Queensland Football Association (QFA)
- Sport: Australian rules football, Rugby Union
- Founded: 30th April 1880
- Folded: 1890

= Queensland Football Association (1880–1890) =

Regional football governing body

The Queensland Football Association (QFA) was the first club-independent governing body for football in the Colony of Queensland founded on 30 April 1880. Its role was primarily to facilitate club and representative matches primarily in Australian rules football but also in Rugby union and occasionally soccer.

It primarily provided governance for Australian rules football in Queensland (the code was first introduced to the colony in 1866 by the Brisbane Football Club), however did not govern outright and as per its affiliation to the Victorian Football Association (which had begun with its member clubs in 1877). All decisions on the game's rules were referred to this body as a result, the clubs were known as Victorian Association clubs, and would play under Victorian Association or "Association Football" rules. 900 Queensland Victorian association footballers were members in 1884. The QFA was the second club competition formed in Queensland (after the Toowoomba Association which formed in 1876) and fifth in Australia (after the South Australian Football Association, Victorian Football Association and the Tasmanian Football Association with the New South Wales Football Association formed in August of the same year).

The QFA governed representative matches against New South Wales, the premier Australian Rules and Rugby Union competitions, and the Brisbane school's competition.

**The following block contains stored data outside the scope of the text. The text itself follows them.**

//! Fans the attempts of one run across a bounded worker pool.

mod worker;

use crate::clock;
use crate::config::DispatcherSettings;
use crate::executor::{Attempt, RequestSender};
use crate::logs::{self, DetailedLogEntry, ExecutionLog, LogKind, LogStore};
use crate::metrics;
use crate::persistence::PersistenceHandle;
use crate::progress::{ProgressStore, RunTicket};
use crate::task::{RunStatus, Task, TaskStore};
use crate::variables::{TaskVariant, VariableStore};
use serde::Serialize;
use std::sync::Arc;
use std::time::{Duration, Instant};
use thiserror::Error;
use tokio::sync::{mpsc, Mutex};
use tokio::task::JoinHandle;
use tracing::{debug, info, warn};
use worker::{run_worker, Job};

#[derive(Debug, Error)]
pub enum DispatchError {
    #[error("task not found: {0}")]
    NotFound(String),
    #[error("task '{0}' is already running")]
    AlreadyRunning(String),
    #[error("run aborted: {0}")]
    Aborted(String),
}

/// What started a run. Only changes the wording of its log entry.
#[derive(Debug, Clone, Copy, PartialEq, Eq)]
pub enum RunOrigin {
    Manual,
    Scheduled,
}

impl RunOrigin {
    pub fn as_str(&self) -> &'static str {
        match self {
            RunOrigin::Manual => "manual",
            RunOrigin::Scheduled => "scheduled",
        }
    }
}

#[derive(Debug, Clone, PartialEq, Eq, Serialize)]
#[serde(rename_all = "camelCase")]
pub struct RunSummary {
    /// Attempts whose result was collected.
    pub total_attempts: usize,
    /// Attempts the run was planned with.
    pub planned_attempts: usize,
    pub success_count: usize,
    pub duration_secs: u64,
    pub status: RunStatus,
    pub stopped: bool,
    pub log_id: String,
}

pub struct Dispatcher {
    tasks: Arc<TaskStore>,
    variables: Arc<VariableStore>,
    progress: Arc<ProgressStore>,
    logs: Arc<LogStore>,
    sender: Arc<dyn RequestSender>,
    persistence: Option<PersistenceHandle>,
    settings: DispatcherSettings,
}

impl Dispatcher {
    pub fn new(
        tasks: Arc<TaskStore>,
        variables: Arc<VariableStore>,
        progress: Arc<ProgressStore>,
        logs: Arc<LogStore>,
        sender: Arc<dyn RequestSender>,
        persistence: Option<PersistenceHandle>,
        settings: DispatcherSettings,
    ) -> Self {
        Self {
            tasks,
            variables,
            progress,
            logs,
            sender,
            persistence,
            settings,
        }
    }

    /// Claims the task's progress row and launches the run in the background.
    /// Fails immediately if the task is unknown or a run is already live.
    pub fn start(
        self: &Arc<Self>,
        task_id: &str,
        origin: RunOrigin,
    ) -> Result<JoinHandle<RunSummary>, DispatchError> {
        let task = self
            .tasks
            .get(task_id)
            .ok_or_else(|| DispatchError::NotFound(task_id.to_string()))?;

        let variants = self.variables.snapshot().expand(&task);
        let total = variants.len() * task.times as usize;

        let ticket = self
            .progress
            .try_start(&task.id, total, clock::unix_now())
            .ok_or_else(|| DispatchError::AlreadyRunning(task.name.clone()))?;
        self.tasks.set_running(&task.id, true);
        metrics::run_started();

        info!(
            "Starting {} run of task {} ({} variants x {} times, {} threads)",
            origin.as_str(),
            task.id,
            variants.len(),
            task.times,
            task.threads
        );

        let dispatcher = Arc::clone(self);
        Ok(tokio::spawn(async move {
            dispatcher.run_variants(task, variants, ticket, origin).await
        }))
    }

    /// Runs a task to completion (or until stopped).
    pub async fn run(
        self: &Arc<Self>,
        task_id: &str,
        origin: RunOrigin,
    ) -> Result<RunSummary, DispatchError> {
        self.start(task_id, origin)?
            .await
            .map_err(|e| DispatchError::Aborted(e.to_string()))
    }

    pub fn worker_count(&self, threads: u32, total: usize) -> usize {
        (threads as usize)
            .clamp(1, self.settings.max_workers.max(1))
            .min(total.max(1))
    }

    async fn run_variants(
        self: Arc<Self>,
        task: Task,
        variants: Vec<TaskVariant>,
        ticket: RunTicket,
        origin: RunOrigin,
    ) -> RunSummary {
        let started = Instant::now();
        let variant_count = variants.len();
        let total = variant_count * task.times as usize;
        let capacity = total.max(1);

        let (job_tx, job_rx) = mpsc::channel::<Job>(capacity);
        let (result_tx, mut result_rx) = mpsc::channel::<Attempt>(capacity);
        let job_queue = Arc::new(Mutex::new(job_rx));

        let workers = if total == 0 {
            0
        } else {
            self.worker_count(task.threads, total)
        };
        for _ in 0..workers {
            tokio::spawn(run_worker(
                Arc::clone(&self.sender),
                Arc::clone(&job_queue),
                result_tx.clone(),
                ticket.cancel.clone(),
            ));
        }
        drop(result_tx);

        for variant in variants {
            let variant = Arc::new(variant);
            for repetition in 0..task.times {
                let job = Job {
                    variant: Arc::clone(&variant),
                    repetition,
                };
                if job_tx.send(job).await.is_err() {
                    break;
                }
            }
        }
        drop(job_tx);

        let mut entries: Vec<DetailedLogEntry> = Vec::new();
        let mut success_count = 0;
        let mut stopped = false;
        while entries.len() < total {
            tokio::select! {
                biased;
                _ = ticket.cancel.cancelled() => {
                    stopped = true;
                    break;
                }
                attempt = result_rx.recv() => {
                    let Some(attempt) = attempt else {
                        break;
                    };
                    metrics::record_attempt(
                        attempt.success,
                        Duration::from_millis(attempt.entry.response_time),
                    );
                    if attempt.success {
                        success_count += 1;
                    }
                    entries.push(attempt.entry);
                    self.progress.set_current(&task.id, ticket.run_id, entries.len());
                }
            }
        }
        // Late results from a stopped run are dropped with the channel.
        drop(result_rx);

        let duration = started.elapsed();
        let summary = self.record_completion(
            &task,
            origin,
            variant_count,
            total,
            entries,
            success_count,
            stopped,
            duration,
        );

        metrics::run_finished();
        metrics::record_run(summary.status.as_str(), origin.as_str(), duration);
        if self.progress.finish(&task.id, ticket.run_id) {
            self.tasks.set_running(&task.id, false);
        }
        if let Some(persistence) = &self.persistence {
            persistence.save_logs();
            persistence.save_tasks();
        }

        info!(
            "Run of task {} {}: {}/{} succeeded in {}s",
            task.id,
            if stopped { "stopped" } else { "finished" },
            summary.success_count,
            summary.planned_attempts,
            summary.duration_secs
        );
        summary
    }

    #[allow(clippy::too_many_arguments)]
    fn record_completion(
        &self,
        task: &Task,
        origin: RunOrigin,
        variant_count: usize,
        total: usize,
        entries: Vec<DetailedLogEntry>,
        success_count: usize,
        stopped: bool,
        duration: Duration,
    ) -> RunSummary {
        let completed = entries.len();
        let duration_secs = duration.as_secs();
        let status = RunStatus::from_counts(success_count, total);
        let subject = match origin {
            RunOrigin::Manual => "Task",
            RunOrigin::Scheduled => "Scheduled task",
        };

        let message = if stopped {
            format!(
                "{} '{}' was stopped after {}s, success: {}/{} ({} planned)",
                subject, task.name, duration_secs, success_count, completed, total
            )
        } else if variant_count > 1 {
            format!(
                "{} '{}' finished in {}s, success: {}/{} (separator produced {} variants, each executed {} times)",
                subject, task.name, duration_secs, success_count, total, variant_count, task.times
            )
        } else {
            format!(
                "{} '{}' finished in {}s, success: {}/{}",
                subject, task.name, duration_secs, success_count, total
            )
        };

        let rate_base = if stopped { completed } else { total };
        let summary = format!(
            "Execution {}, success rate: {:.1}%",
            if stopped { "stopped" } else { "completed" },
            success_rate(success_count, rate_base)
        );

        let entry = logs::new_entry(&task.id, LogKind::Execution, status.into(), message);
        let log_id = entry.id.clone();
        if completed < total && !stopped {
            warn!(
                "Run of task {} collected {} of {} results",
                task.id, completed, total
            );
        }
        let execution = ExecutionLog {
            task_log_id: log_id.clone(),
            detailed_logs: entries,
            summary,
            total_requests: completed,
            success_count,
            failed_count: completed - success_count,
            duration: duration_secs,
        };
        debug!("Recording execution log {} for task {}", log_id, task.id);
        self.logs.record_run(&task.id, entry, execution);

        RunSummary {
            total_attempts: completed,
            planned_attempts: total,
            success_count,
            duration_secs,
            status,
            stopped,
            log_id,
        }
    }
}

fn success_rate(success_count: usize, total: usize) -> f64 {
    if total == 0 {
        return 0.0;
    }
    success_count as f64 / total as f64 * 100.0
}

However, a growing number of clubs outside of Brisbane became increasingly resentful at the Brisbane-centric organisation (representative sides were selected from member clubs and not the whole colony and rules were governed from Melbourne) and the lack of any colony-wide governing body which led to clubs increasingly switching to rugby (which was introduced to the colony in 1876).

Rugby at the time of the QFA's founding was in disarray, with Rangers Football Club (1876–1878) and Bonnet Rouge Football Club (1876–1878) folding two seasons earlier, however many of Brisbane and Wallaroos best players preferred to play both codes so rugby matches were facilitated during the season on a Saturday every 4 weeks. 80 rugby footballers broke away in 1883 to form the Northern Rugby Union (NRU) to facilitate regular representative matches against New South Wales.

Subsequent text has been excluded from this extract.